Model of SMN oligomerization and function in the presence of SMN missense mutation alleles. SMN missense mutations on their own cannot form a functional complex and fail to rescue *Smn*^−/−; *SMN2*^+/+ mice. In the presence of wild-type FL-SMN however, the missense mutation protein can complement the wild-type FL-SMN and oligomerize. Thus, the snRNP assembly as well as the survival of the mice is rescued. **(A)** An SMN homomeric complex is incapable of snRNP assembly and cannot rescue SMA mice. **(B)** Upon the addition of FL-SMN protein from *SMN2*, a heteromeric SMN complex is formed that can completely rescue the biochemical function of snRNP assembly and the survival of the mice.

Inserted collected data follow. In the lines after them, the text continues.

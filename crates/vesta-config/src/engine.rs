//! Engine configuration file format and operations.

use serde::{Deserialize, Serialize};
use std::path::Path;

use vesta_core::{DEFAULT_BLOCK_SIZE, DEFAULT_BPM, DEFAULT_SAMPLE_RATE};

use crate::effects::{ChorusSettings, EchoSettings, ReverbSettings};
use crate::error::ConfigError;
use crate::validation::{self, MAX_POLYPHONY, ValidationResult};

/// Which sounding voice gives way when every voice is busy.
#[derive(Debug, Clone, Copy, PartialEq, Eq, Default, Serialize, Deserialize)]
#[serde(rename_all = "snake_case")]
pub enum StealPolicy {
    /// The voice that started first.
    #[default]
    Oldest,
    /// The released voice with the lowest volume envelope, falling back to
    /// the oldest voice while every note is held.
    QuietestReleased,
    /// The voice playing the lowest note.
    Lowest,
    /// The voice playing the highest note.
    Highest,
}

/// Host-side settings of the synthesizer engine.
///
/// Every field has a default, so a file only needs to list what it changes:
///
/// ```toml
/// sample_rate = 48000.0
/// block_size = 128
/// polyphony = 16
/// steal_policy = "quietest_released"
///
/// [echo]
/// wet = 0.3
/// tempo_sync = true
/// delay_time = 0.75
/// ```
#[derive(Debug, Clone, PartialEq, Serialize, Deserialize)]
#[serde(default)]
pub struct EngineConfig {
    /// Sample rate in Hz.
    pub sample_rate: f64,
    /// Largest number of samples rendered per round.
    pub block_size: usize,
    /// Tempo for tempo-synced LFOs and delays.
    pub bpm: f64,
    /// Number of voices.
    pub polyphony: usize,
    /// Voice stealing policy.
    pub steal_policy: StealPolicy,
    /// Chorus stage of the effects bus.
    pub chorus: ChorusSettings,
    /// Echo stage of the effects bus.
    pub echo: EchoSettings,
    /// Reverb stage of the effects bus.
    pub reverb: ReverbSettings,
}

impl Default for EngineConfig {
    fn default() -> Self {
        Self {
            sample_rate: DEFAULT_SAMPLE_RATE,
            block_size: DEFAULT_BLOCK_SIZE,
            bpm: DEFAULT_BPM,
            polyphony: MAX_POLYPHONY,
            steal_policy: StealPolicy::default(),
            chorus: ChorusSettings::default(),
            echo: EchoSettings::default(),
            reverb: ReverbSettings::default(),
        }
    }
}

impl EngineConfig {
    /// Parse and validate a configuration.
    pub fn from_toml_str(toml_str: &str) -> Result<Self, ConfigError> {
        let config: EngineConfig = toml::from_str(toml_str)?;
        config.validate()?;
        Ok(config)
    }

    /// Load and validate a configuration file.
    pub fn load(path: impl AsRef<Path>) -> Result<Self, ConfigError> {
        let path = path.as_ref();
        let content = std::fs::read_to_string(path).map_err(|e| ConfigError::read_file(path, e))?;
        Self::from_toml_str(&content)
    }

    /// Save the configuration to a TOML file.
    pub fn save(&self, path: impl AsRef<Path>) -> Result<(), ConfigError> {
        let path = path.as_ref();
        let content = self.to_toml_string()?;
        std::fs::write(path, content).map_err(|e| ConfigError::write_file(path, e))
    }

    /// Convert the configuration to a TOML string.
    pub fn to_toml_string(&self) -> Result<String, ConfigError> {
        Ok(toml::to_string_pretty(self)?)
    }

    /// Check every field against its allowed range.
    pub fn validate(&self) -> ValidationResult<()> {
        validation::validate_engine(self)
    }
}

#[cfg(test)]
mod tests {
    use super::*;
    use crate::effects::SideChainSettings;
    use crate::validation::ValidationError;

    #[test]
    fn empty_document_gives_the_defaults() {
        assert_eq!(EngineConfig::from_toml_str("").unwrap(), EngineConfig::default());
    }

    #[test]
    fn defaults_match_the_engine_constants() {
        let config = EngineConfig::default();

        assert_eq!(config.sample_rate, 44100.0);
        assert_eq!(config.block_size, 256);
        assert_eq!(config.bpm, 60.0);
        assert_eq!(config.polyphony, 64);
        assert_eq!(config.steal_policy, StealPolicy::Oldest);
        assert!(config.chorus.enabled);
        assert!(config.echo.enabled);
        assert!(config.reverb.enabled);
        assert_eq!(config.reverb.side_chain.ratio, 1.0);
    }

    #[test]
    fn partial_document_keeps_other_defaults() {
        let config = EngineConfig::from_toml_str(
            r#"
            block_size = 128
            steal_policy = "quietest_released"

            [chorus]
            wet = 0.4
            tuning = 3
            "#,
        )
        .unwrap();

        assert_eq!(config.block_size, 128);
        assert_eq!(config.steal_policy, StealPolicy::QuietestReleased);
        assert_eq!(config.chorus.wet, 0.4);
        assert_eq!(config.chorus.tuning, 3);
        assert_eq!(config.chorus.depth, ChorusSettings::default().depth);
        assert_eq!(config.echo, EchoSettings::default());
        assert_eq!(config.reverb, ReverbSettings::default());
        assert_eq!(config.sample_rate, DEFAULT_SAMPLE_RATE);
    }

    #[test]
    fn nested_side_chain_table_is_read() {
        let config = EngineConfig::from_toml_str(
            r#"
            [reverb]
            wet = 0.3

            [reverb.side_chain]
            threshold = -24.0
            ratio = 4.0
            "#,
        )
        .unwrap();

        assert_eq!(config.reverb.wet, 0.3);
        assert_eq!(config.reverb.side_chain.threshold, -24.0);
        assert_eq!(config.reverb.side_chain.ratio, 4.0);
        assert_eq!(config.reverb.side_chain.attack_time, 0.02);
        assert_eq!(config.echo.side_chain, SideChainSettings::default());
    }

    #[test]
    fn unknown_steal_policy_is_a_parse_error() {
        let err = EngineConfig::from_toml_str(r#"steal_policy = "random""#).unwrap_err();

        assert!(matches!(err, ConfigError::TomlParse(_)), "{err}");
    }

    #[test]
    fn out_of_range_values_are_rejected() {
        let err = EngineConfig::from_toml_str("polyphony = 0").unwrap_err();

        assert!(matches!(err, ConfigError::Validation(ValidationError::Polyphony(0))), "{err}");
    }

    #[test]
    fn serialized_form_reads_back() {
        let config = EngineConfig {
            sample_rate: 96000.0,
            steal_policy: StealPolicy::Highest,
            ..EngineConfig::default()
        };
        let text = config.to_toml_string().unwrap();

        assert!(text.contains("steal_policy = \"highest\""), "{text}");
        assert!(text.contains("[echo]"), "{text}");
        assert_eq!(EngineConfig::from_toml_str(&text).unwrap(), config);
    }
}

In addition to furthering our understanding of the basic function of mild SMN missense alleles, these missense alleles can be used in a suppressor screen in mammalian cells to identify new potential therapeutic targets. Cells can be derived that possess a null Smn allele and a conditional Smn allele such as Smn exon 7 flanked by LoxP sites. Upon expression of Cre all functional SMN will be removed and only SMN protein from the SMN missense allele will be expressed. As these cells will not be viable, one can use mutagenesis to identify a second site suppressor that will allow the cells to survive. Identification of genes and mutations responsible for this suppression can both inform on the critical pathways used by SMN and identify new therapeutic targets.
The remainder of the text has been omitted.